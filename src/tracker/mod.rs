//! Issue-tracker references in commit messages.
//!
//! Each [`Tracker`] variant knows one grammar and yields normalized
//! [`TrackerRef`]s in the order they appear in the text. Nothing is
//! deduplicated here; that happens when a branch result is normalized.

pub mod bugzilla;
pub mod cve;
pub mod fate;
pub mod github;
pub mod trello;

use serde::{Deserialize, Serialize};
use std::fmt;

pub use github::CrossRepoRef;

#[derive(Debug, Clone, Copy, PartialEq, Eq, Hash, PartialOrd, Ord, Serialize, Deserialize)]
pub enum TrackerKind {
    /// `Fixes #123` in the repository itself.
    GitHub,
    /// `Fixes owner/repo#123` pointing at another repository.
    GitHubCross,
    /// SUSE Bugzilla, `bnc` and `boo` included.
    Bugzilla,
    Fate,
    Trello,
    Cve,
}

impl TrackerKind {
    pub const ALL: [TrackerKind; 6] = [
        TrackerKind::GitHub,
        TrackerKind::GitHubCross,
        TrackerKind::Bugzilla,
        TrackerKind::Fate,
        TrackerKind::Trello,
        TrackerKind::Cve,
    ];

    pub fn as_str(&self) -> &'static str {
        match self {
            TrackerKind::GitHub => "gh",
            TrackerKind::GitHubCross => "gh-cross",
            TrackerKind::Bugzilla => "bsc",
            TrackerKind::Fate => "fate",
            TrackerKind::Trello => "trello",
            TrackerKind::Cve => "CVE",
        }
    }
}

impl fmt::Display for TrackerKind {
    fn fmt(&self, f: &mut fmt::Formatter<'_>) -> fmt::Result {
        f.write_str(self.as_str())
    }
}

#[derive(Debug, Clone, PartialEq, Eq, Hash, Serialize, Deserialize)]
pub struct TrackerRef {
    pub kind: TrackerKind,
    pub id: String,
}

impl TrackerRef {
    pub fn new(kind: TrackerKind, id: impl Into<String>) -> Self {
        Self { kind, id: id.into() }
    }
}

#[derive(Debug, Clone, Copy, PartialEq, Eq)]
pub enum Tracker {
    CloseKeyword,
    CrossRepo,
    BugTracker,
    Fate,
    Trello,
    Cve,
}

impl Tracker {
    /// Application order of [`find_references`].
    pub const ALL: [Tracker; 6] = [
        Tracker::Fate,
        Tracker::BugTracker,
        Tracker::CloseKeyword,
        Tracker::CrossRepo,
        Tracker::Trello,
        Tracker::Cve,
    ];

    pub fn extract(&self, text: &str) -> Vec<TrackerRef> {
        match self {
            Tracker::CloseKeyword => github::closed_issues(text),
            Tracker::CrossRepo => github::cross_repo_issues(text)
                .into_iter()
                .map(TrackerRef::from)
                .collect(),
            Tracker::BugTracker => bugzilla::bugs(text),
            Tracker::Fate => fate::features(text),
            Tracker::Trello => trello::cards(text),
            Tracker::Cve => cve::cves(text),
        }
    }
}

/// Runs every tracker over `text` and concatenates what they found.
pub fn find_references(text: &str) -> Vec<TrackerRef> {
    Tracker::ALL
        .iter()
        .flat_map(|tracker| tracker.extract(text))
        .collect()
}

#[cfg(test)]
mod tests {
    use super::*;
    use pretty_assertions::assert_eq;

    #[test]
    fn plain_text_has_no_references() {
        assert!(find_references("the quick brown fox").is_empty());
        assert!(find_references("text with 123,").is_empty());
        assert!(find_references("").is_empty());
    }

    #[test]
    fn every_close_keyword_yields_the_same_reference() {
        for msg in ["Fixes #123", "closes #123", "resolved #123", "Fixed #123", "RESOLVE #123"] {
            assert_eq!(
                find_references(msg),
                vec![TrackerRef::new(TrackerKind::GitHub, "123")],
                "message: {msg}"
            );
        }
    }

    #[test]
    fn mixed_message_is_dispatched_by_tracker_order() {
        let msg = "Fix bnc#555, closes #7 and trello#123\n\nSee fate#42, CVE-2017-12345 and bsc#555";
        let refs = find_references(msg);
        assert_eq!(
            refs,
            vec![
                TrackerRef::new(TrackerKind::Fate, "42"),
                TrackerRef::new(TrackerKind::Bugzilla, "555"),
                TrackerRef::new(TrackerKind::Bugzilla, "555"),
                TrackerRef::new(TrackerKind::GitHub, "7"),
                TrackerRef::new(TrackerKind::Trello, "123"),
                TrackerRef::new(TrackerKind::Cve, "2017-12345"),
            ]
        );
    }

    #[test]
    fn kind_names_match_result_keys() {
        let names: Vec<_> = TrackerKind::ALL.iter().map(|k| k.to_string()).collect();
        assert_eq!(names, ["gh", "gh-cross", "bsc", "fate", "trello", "CVE"]);
    }
}
use super::normalize::table_rows;
use super::output::{output_table, write_csv};
use crate::cli::CommonArgs;
use crate::config::Config;
use crate::model::RepositoryReport;
use crate::worker::{self, AnalyzeContext};
use anyhow::Context;
use std::fs::File;
use std::io::BufReader;
use std::path::{Path, PathBuf};
use tracing::{info, warn};

pub struct AnalyzeOptions {
    pub sections: Vec<String>,
    pub output: Option<PathBuf>,
    pub no_update: bool,
    pub json: bool,
    pub csv: bool,
}

pub fn analyze(common: &CommonArgs, config_path: &Path, opts: AnalyzeOptions) -> anyhow::Result<()> {
    let config = Config::from_file(config_path)
        .with_context(|| format!("Failed to read configuration {}", config_path.display()))?;

    let repos = config.repositories(&opts.sections);
    if repos.is_empty() {
        warn!("No repositories to analyze in {}", config_path.display());
        return Ok(());
    }

    let ctx = AnalyzeContext {
        basedir: config.tempdir(),
        outdir: opts.output.unwrap_or_else(|| config.output_dir()),
        update: !opts.no_update,
        progress: !common.quiet && !opts.json && !opts.csv,
    };
    let jobs = common.jobs.unwrap_or_else(|| config.jobs());
    info!(
        "Analyzing {} repositories with {jobs} job(s), clones in {}",
        repos.len(),
        ctx.basedir.display()
    );

    let outcomes = worker::work(&ctx, &repos, jobs).context("Failed to run repository workers")?;

    let mut reports = Vec::new();
    let mut failed = Vec::new();
    for (name, outcome) in outcomes {
        match outcome {
            Ok(run) => reports.push(run),
            Err(e) => failed.push((name, e)),
        }
    }

    if opts.json {
        let all: Vec<&RepositoryReport> = reports.iter().map(|run| &run.report).collect();
        println!("{}", serde_json::to_string_pretty(&all)?);
    } else if opts.csv {
        for run in &reports {
            write_csv(std::io::stdout().lock(), &run.rows)?;
        }
    } else {
        for run in &reports {
            output_table(&run.report, &run.rows);
        }
    }

    if !failed.is_empty() {
        warn!("{} of {} repositories failed", failed.len(), repos.len());
        for (name, e) in &failed {
            warn!("  {name}: {e}");
        }
    }
    Ok(())
}

/// Prints a previously written JSON result file.
pub fn report(json_file: &Path, csv: bool) -> anyhow::Result<()> {
    let file = File::open(json_file).with_context(|| format!("Failed to open {}", json_file.display()))?;
    let report: RepositoryReport = serde_json::from_reader(BufReader::new(file))
        .with_context(|| format!("{} is not a docstats result file", json_file.display()))?;

    let rows = table_rows(&report.branches);
    if csv {
        write_csv(std::io::stdout().lock(), &rows)?;
    } else {
        output_table(&report, &rows);
    }
    Ok(())
}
****************************************
> _Task description_:
Write the whole listing out again. Keep every line exactly as it is.

> _Exercise solution_:
filename src/tracker/mod.rs
//! Issue-tracker references in commit messages.
//!
//! Each [`Tracker`] variant knows one grammar and yields normalized
//! [`TrackerRef`]s in the order they appear in the text. Nothing is
//! deduplicated here; that happens when a branch result is normalized.

pub mod bugzilla;
pub mod cve;
pub mod fate;
pub mod github;
pub mod trello;

use serde::{Deserialize, Serialize};
use std::fmt;

pub use github::CrossRepoRef;

#[derive(Debug, Clone, Copy, PartialEq, Eq, Hash, PartialOrd, Ord, Serialize, Deserialize)]
pub enum TrackerKind {
    /// `Fixes #123` in the repository itself.
    GitHub,
    /// `Fixes owner/repo#123` pointing at another repository.
    GitHubCross,
    /// SUSE Bugzilla, `bnc` and `boo` included.
    Bugzilla,
    Fate,
    Trello,
    Cve,
}

impl TrackerKind {
    pub const ALL: [TrackerKind; 6] = [
        TrackerKind::GitHub,
        TrackerKind::GitHubCross,
        TrackerKind::Bugzilla,
        TrackerKind::Fate,
        TrackerKind::Trello,
        TrackerKind::Cve,
    ];

    pub fn as_str(&self) -> &'static str {
        match self {
            TrackerKind::GitHub => "gh",
            TrackerKind::GitHubCross => "gh-cross",
            TrackerKind::Bugzilla => "bsc",
            TrackerKind::Fate => "fate",
            TrackerKind::Trello => "trello",
            TrackerKind::Cve => "CVE",
        }
    }
}

impl fmt::Display for TrackerKind {
    fn fmt(&self, f: &mut fmt::Formatter<'_>) -> fmt::Result {
        f.write_str(self.as_str())
    }
}

#[derive(Debug, Clone, PartialEq, Eq, Hash, Serialize, Deserialize)]
pub struct TrackerRef {
    pub kind: TrackerKind,
    pub id: String,
}

impl TrackerRef {
    pub fn new(kind: TrackerKind, id: impl Into<String>) -> Self {
        Self { kind, id: id.into() }
    }
}

#[derive(Debug, Clone, Copy, PartialEq, Eq)]
pub enum Tracker {
    CloseKeyword,
    CrossRepo,
    BugTracker,
    Fate,
    Trello,
    Cve,
}

impl Tracker {
    /// Application order of [`find_references`].
    pub const ALL: [Tracker; 6] = [
        Tracker::Fate,
        Tracker::BugTracker,
        Tracker::CloseKeyword,
        Tracker::CrossRepo,
        Tracker::Trello,
        Tracker::Cve,
    ];

    pub fn extract(&self, text: &str) -> Vec<TrackerRef> {
        match self {
            Tracker::CloseKeyword => github::closed_issues(text),
            Tracker::CrossRepo => github::cross_repo_issues(text)
                .into_iter()
                .map(TrackerRef::from)
                .collect(),
            Tracker::BugTracker => bugzilla::bugs(text),
            Tracker::Fate => fate::features(text),
            Tracker::Trello => trello::cards(text),
            Tracker::Cve => cve::cves(text),
        }
    }
}

/// Runs every tracker over `text` and concatenates what they found.
pub fn find_references(text: &str) -> Vec<TrackerRef> {
    Tracker::ALL
        .iter()
        .flat_map(|tracker| tracker.extract(text))
        .collect()
}

#[cfg(test)]
mod tests {
    use super::*;
    use pretty_assertions::assert_eq;

    #[test]
    fn plain_text_has_no_references() {
        assert!(find_references("the quick brown fox").is_empty());
        assert!(find_references("text with 123,").is_empty());
        assert!(find_references("").is_empty());
    }

    #[test]
    fn every_close_keyword_yields_the_same_reference() {
        for msg in ["Fixes #123", "closes #123", "resolved #123", "Fixed #123", "RESOLVE #123"] {
            assert_eq!(
                find_references(msg),
                vec![TrackerRef::new(TrackerKind::GitHub, "123")],
                "message: {msg}"
            );
        }
    }

    #[test]
    fn mixed_message_is_dispatched_by_tracker_order() {
        let msg = "Fix bnc#555, closes #7 and trello#123\n\nSee fate#42, CVE-2017-12345 and bsc#555";
        let refs = find_references(msg);
        assert_eq!(
            refs,
            vec![
                TrackerRef::new(TrackerKind::Fate, "42"),
                TrackerRef::new(TrackerKind::Bugzilla, "555"),
                TrackerRef::new(TrackerKind::Bugzilla, "555"),
                TrackerRef::new(TrackerKind::GitHub, "7"),
                TrackerRef::new(TrackerKind::Trello, "123"),
                TrackerRef::new(TrackerKind::Cve, "2017-12345"),
            ]
        );
    }

    #[test]
    fn kind_names_match_result_keys() {
        let names: Vec<_> = TrackerKind::ALL.iter().map(|k| k.to_string()).collect();
        assert_eq!(names, ["gh", "gh-cross", "bsc", "fate", "trello", "CVE"]);
    }
}
use super::normalize::table_rows;
use super::output::{output_table, write_csv};
use crate::cli::CommonArgs;
use crate::config::Config;
use crate::model::RepositoryReport;
use crate::worker::{self, AnalyzeContext};
use anyhow::Context;
use std::fs::File;
use std::io::BufReader;
use std::path::{Path, PathBuf};
use tracing::{info, warn};

pub struct AnalyzeOptions {
    pub sections: Vec<String>,
    pub output: Option<PathBuf>,
    pub no_update: bool,
    pub json: bool,
    pub csv: bool,
}

pub fn analyze(common: &CommonArgs, config_path: &Path, opts: AnalyzeOptions) -> anyhow::Result<()> {
    let config = Config::from_file(config_path)
        .with_context(|| format!("Failed to read configuration {}", config_path.display()))?;

    let repos = config.repositories(&opts.sections);
    if repos.is_empty() {
        warn!("No repositories to analyze in {}", config_path.display());
        return Ok(());
    }

    let ctx = AnalyzeContext {
        basedir: config.tempdir(),
        outdir: opts.output.unwrap_or_else(|| config.output_dir()),
        update: !opts.no_update,
        progress: !common.quiet && !opts.json && !opts.csv,
    };
    let jobs = common.jobs.unwrap_or_else(|| config.jobs());
    info!(
        "Analyzing {} repositories with {jobs} job(s), clones in {}",
        repos.len(),
        ctx.basedir.display()
    );

    let outcomes = worker::work(&ctx, &repos, jobs).context("Failed to run repository workers")?;

    let mut reports = Vec::new();
    let mut failed = Vec::new();
    for (name, outcome) in outcomes {
        match outcome {
            Ok(run) => reports.push(run),
            Err(e) => failed.push((name, e)),
        }
    }

    if opts.json {
        let all: Vec<&RepositoryReport> = reports.iter().map(|run| &run.report).collect();
        println!("{}", serde_json::to_string_pretty(&all)?);
    } else if opts.csv {
        for run in &reports {
            write_csv(std::io::stdout().lock(), &run.rows)?;
        }
    } else {
        for run in &reports {
            output_table(&run.report, &run.rows);
        }
    }

    if !failed.is_empty() {
        warn!("{} of {} repositories failed", failed.len(), repos.len());
        for (name, e) in &failed {
            warn!("  {name}: {e}");
        }
    }
    Ok(())
}

/// Prints a previously written JSON result file.
pub fn report(json_file: &Path, csv: bool) -> anyhow::Result<()> {
    let file = File::open(json_file).with_context(|| format!("Failed to open {}", json_file.display()))?;
    let report: RepositoryReport = serde_json::from_reader(BufReader::new(file))
        .with_context(|| format!("{} is not a docstats result file", json_file.display()))?;

    let rows = table_rows(&report.branches);
    if csv {
        write_csv(std::io::stdout().lock(), &rows)?;
    } else {
        output_table(&report, &rows);
    }
    Ok(())
}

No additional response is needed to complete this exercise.